- _Provided data_:
○ ○ ○ ○

use crate::constants::{meta, port, scheme};
use crate::options::{ContextOptions, SchemePolicy};
use crate::params::{self, Parameters};
use crate::util::{first_list_value, normalize_lower, parse_leading_int};
use std::borrow::Cow;
use std::fmt;

/// Scheme, host and optional port prefix of an absolute URL.
#[derive(Debug, Clone, PartialEq, Eq)]
pub(crate) struct Authority<'a> {
    scheme: Cow<'a, str>,
    host: &'a str,
    port: Option<i64>,
}

impl<'a> Authority<'a> {
    pub(crate) fn resolve(server: &'a Parameters, options: &ContextOptions) -> Self {
        let host = params::meta(server, meta::SERVER_NAME);
        let server_port = parse_leading_int(params::meta(server, meta::SERVER_PORT));

        let (scheme, port) = match options.scheme {
            // The https default port is never suppressed in this mode, but the
            // http rule can no longer fire either, so the port is always dropped.
            SchemePolicy::ForceHttps => (Cow::Borrowed(scheme::HTTPS), None),
            SchemePolicy::FromMetadata => {
                let scheme = Self::requested_scheme(server, options);
                let port = if Self::is_default_port(&scheme, server_port) {
                    None
                } else {
                    Some(server_port)
                };
                (scheme, port)
            }
        };

        tracing::trace!(scheme = %scheme, host, ?port, "resolved authority");

        Self { scheme, host, port }
    }

    fn requested_scheme(server: &'a Parameters, options: &ContextOptions) -> Cow<'a, str> {
        if options.trust_forwarded_proto
            && let Some(forwarded) = server
                .get(meta::HTTP_X_FORWARDED_PROTO)
                .and_then(|value| first_list_value(value))
        {
            return normalize_lower(forwarded);
        }

        match server.get(meta::REQUEST_SCHEME) {
            Some(value) if !value.trim().is_empty() => normalize_lower(value.trim()),
            _ => Cow::Borrowed(scheme::HTTP),
        }
    }

    fn is_default_port(name: &str, server_port: i64) -> bool {
        match name {
            scheme::HTTP => server_port == port::HTTP,
            scheme::HTTPS => server_port == port::HTTPS,
            _ => false,
        }
    }

    #[cfg(test)]
    pub(crate) fn scheme(&self) -> &str {
        &self.scheme
    }

    #[cfg(test)]
    pub(crate) fn port(&self) -> Option<i64> {
        self.port
    }
}

impl fmt::Display for Authority<'_> {
    fn fmt(&self, f: &mut fmt::Formatter<'_>) -> fmt::Result {
        match self.port {
            Some(port) => write!(f, "{}://{}:{}", self.scheme, self.host, port),
            None => write!(f, "{}://{}", self.scheme, self.host),
        }
    }
}

#[cfg(test)]
#[path = "authority_test.rs"]
mod authority_test;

○ ○ ○ ○

- _Your task_: What you write must be the entries restated word for word, from the opening line through the one holding "use std::fmt;", with nothing else.

- _Solution to this exercise_:
use crate::constants::{meta, port, scheme};
use crate::options::{ContextOptions, SchemePolicy};
use crate::params::{self, Parameters};
use crate::util::{first_list_value, normalize_lower, parse_leading_int};
use std::borrow::Cow;
use std::fmt;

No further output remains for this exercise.